**Problem:** Keeping every word in place, write out the entries that come next.

Saved entries:

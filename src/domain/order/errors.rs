use super::value_objects::OrderStatus;

// ============================================================================
// Order Business Rule Errors
// ============================================================================

#[derive(Debug, thiserror::Error)]
pub enum OrderError {
    #[error("Order items cannot be empty")]
    EmptyItems,

    #[error("Invalid item quantity: {0}")]
    InvalidQuantity(i64),

    #[error("Order total exceeds the representable amount")]
    TotalOverflow,

    #[error("Product id cannot be empty")]
    EmptyProductId,

    #[error("Invalid status: {0}")]
    UnknownStatus(String),

    #[error("Invalid status code: {0}")]
    UnknownStatusCode(i32),

    #[error("Cannot move order from {from} to {to}")]
    InvalidStatusTransition { from: OrderStatus, to: OrderStatus },
}

// ============================================================================
// Collaborator Errors
// ============================================================================

/// Failure of the order store.
#[derive(Debug, thiserror::Error)]
pub enum RepositoryError {
    #[error("Order not found: {0}")]
    NotFound(String),

    #[error("Order already exists: {0}")]
    Conflict(String),

    #[error("Storage operation timed out")]
    Timeout,

    #[error("Storage error: {0}")]
    Storage(#[from] anyhow::Error),
}

/// Failure of a remote collaborator (catalog, payment service, broker).
#[derive(Debug, thiserror::Error)]
pub enum IntegrationError {
    #[error("Collaborator unavailable: {0}")]
    Unavailable(String),

    #[error("Collaborator rejected request with status {status}")]
    Rejected { status: u16 },

    #[error("Product not found in catalog: {0}")]
    ProductNotFound(String),

    #[error("Invalid collaborator response: {0}")]
    InvalidResponse(String),

    #[error("Circuit breaker open for {0}")]
    CircuitOpen(String),

    #[error("Collaborator call timed out")]
    Timeout,
}

impl IntegrationError {
    /// Client errors other than 408 and 429 are final.
    pub fn is_transient(&self) -> bool {
        match self {
            IntegrationError::ProductNotFound(_) => false,
            IntegrationError::Rejected { status } => {
                !(400..500).contains(status) || *status == 408 || *status == 429
            }
            _ => true,
        }
    }
}

// ============================================================================
// Service Errors
// ============================================================================

/// Coarse classification used by the inbound boundaries.
#[derive(Debug, Clone, Copy, PartialEq, Eq)]
pub enum ErrorKind {
    NotFound,
    Validation,
    Upstream,
    Persistence,
}

#[derive(Debug, thiserror::Error)]
pub enum ServiceError {
    #[error("Order not found: {0}")]
    NotFound(String),

    #[error(transparent)]
    Validation(#[from] OrderError),

    #[error("Catalog resolution failed: {0}")]
    Catalog(#[source] IntegrationError),

    #[error("Payment hand-off failed: {0}")]
    Payment(#[source] IntegrationError),

    #[error("Event publish failed: {0}")]
    Publish(#[source] IntegrationError),

    #[error("Persistence failed: {0}")]
    Repository(#[source] RepositoryError),
}

impl From<RepositoryError> for ServiceError {
    fn from(err: RepositoryError) -> Self {
        match err {
            RepositoryError::NotFound(id) => ServiceError::NotFound(id),
            other => ServiceError::Repository(other),
        }
    }
}

impl ServiceError {
    pub fn kind(&self) -> ErrorKind {
        match self {
            ServiceError::NotFound(_) => ErrorKind::NotFound,
            ServiceError::Validation(_) => ErrorKind::Validation,
            ServiceError::Catalog(_) | ServiceError::Payment(_) | ServiceError::Publish(_) => {
                ErrorKind::Upstream
            }
            ServiceError::Repository(_) => ErrorKind::Persistence,
        }
    }

    /// Whether running the same operation again may succeed.
    pub fn is_transient(&self) -> bool {
        match self {
            ServiceError::NotFound(_) | ServiceError::Validation(_) => false,
            ServiceError::Catalog(e) | ServiceError::Payment(e) | ServiceError::Publish(e) => {
                e.is_transient()
            }
            ServiceError::Repository(RepositoryError::Conflict(_)) => false,
            ServiceError::Repository(_) => true,
        }
    }
}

**Answer to the problem:**
filename src/domain/order/errors.rs
use super::value_objects::OrderStatus;

// ============================================================================
// Order Business Rule Errors
// ============================================================================

#[derive(Debug, thiserror::Error)]
pub enum OrderError {
    #[error("Order items cannot be empty")]
    EmptyItems,

    #[error("Invalid item quantity: {0}")]
    InvalidQuantity(i64),

    #[error("Order total exceeds the representable amount")]
    TotalOverflow,

    #[error("Product id cannot be empty")]
    EmptyProductId,

    #[error("Invalid status: {0}")]
    UnknownStatus(String),

    #[error("Invalid status code: {0}")]
    UnknownStatusCode(i32),

    #[error("Cannot move order from {from} to {to}")]
    InvalidStatusTransition { from: OrderStatus, to: OrderStatus },
}

// ============================================================================
// Collaborator Errors
// ============================================================================

/// Failure of the order store.
#[derive(Debug, thiserror::Error)]
pub enum RepositoryError {
    #[error("Order not found: {0}")]
    NotFound(String),

    #[error("Order already exists: {0}")]
    Conflict(String),

    #[error("Storage operation timed out")]
    Timeout,

    #[error("Storage error: {0}")]
    Storage(#[from] anyhow::Error),
}

/// Failure of a remote collaborator (catalog, payment service, broker).
#[derive(Debug, thiserror::Error)]
pub enum IntegrationError {
    #[error("Collaborator unavailable: {0}")]
    Unavailable(String),

    #[error("Collaborator rejected request with status {status}")]
    Rejected { status: u16 },

    #[error("Product not found in catalog: {0}")]
    ProductNotFound(String),

    #[error("Invalid collaborator response: {0}")]
    InvalidResponse(String),

    #[error("Circuit breaker open for {0}")]
    CircuitOpen(String),

    #[error("Collaborator call timed out")]
    Timeout,
}

impl IntegrationError {
    /// Client errors other than 408 and 429 are final.
    pub fn is_transient(&self) -> bool {
        match self {
            IntegrationError::ProductNotFound(_) => false,
            IntegrationError::Rejected { status } => {
                !(400..500).contains(status) || *status == 408 || *status == 429
            }
            _ => true,
        }
    }
}

// ============================================================================
// Service Errors
// ============================================================================

/// Coarse classification used by the inbound boundaries.
#[derive(Debug, Clone, Copy, PartialEq, Eq)]
pub enum ErrorKind {
    NotFound,
    Validation,
    Upstream,
    Persistence,
}

#[derive(Debug, thiserror::Error)]
pub enum ServiceError {
    #[error("Order not found: {0}")]
    NotFound(String),

    #[error(transparent)]
    Validation(#[from] OrderError),

    #[error("Catalog resolution failed: {0}")]
    Catalog(#[source] IntegrationError),

    #[error("Payment hand-off failed: {0}")]
    Payment(#[source] IntegrationError),

    #[error("Event publish failed: {0}")]
    Publish(#[source] IntegrationError),

    #[error("Persistence failed: {0}")]
    Repository(#[source] RepositoryError),
}

impl From<RepositoryError> for ServiceError {
    fn from(err: RepositoryError) -> Self {
        match err {
            RepositoryError::NotFound(id) => ServiceError::NotFound(id),
            other => ServiceError::Repository(other),
        }
    }
}

impl ServiceError {
    pub fn kind(&self) -> ErrorKind {
        match self {
            ServiceError::NotFound(_) => ErrorKind::NotFound,
            ServiceError::Validation(_) => ErrorKind::Validation,
            ServiceError::Catalog(_) | ServiceError::Payment(_) | ServiceError::Publish(_) => {
                ErrorKind::Upstream
            }
            ServiceError::Repository(_) => ErrorKind::Persistence,
        }
    }

    /// Whether running the same operation again may succeed.
    pub fn is_transient(&self) -> bool {
        match self {
            ServiceError::NotFound(_) | ServiceError::Validation(_) => false,
            ServiceError::Catalog(e) | ServiceError::Payment(e) | ServiceError::Publish(e) => {
                e.is_transient()
            }
            ServiceError::Repository(RepositoryError::Conflict(_)) => false,
            ServiceError::Repository(_) => true,
        }
    }
}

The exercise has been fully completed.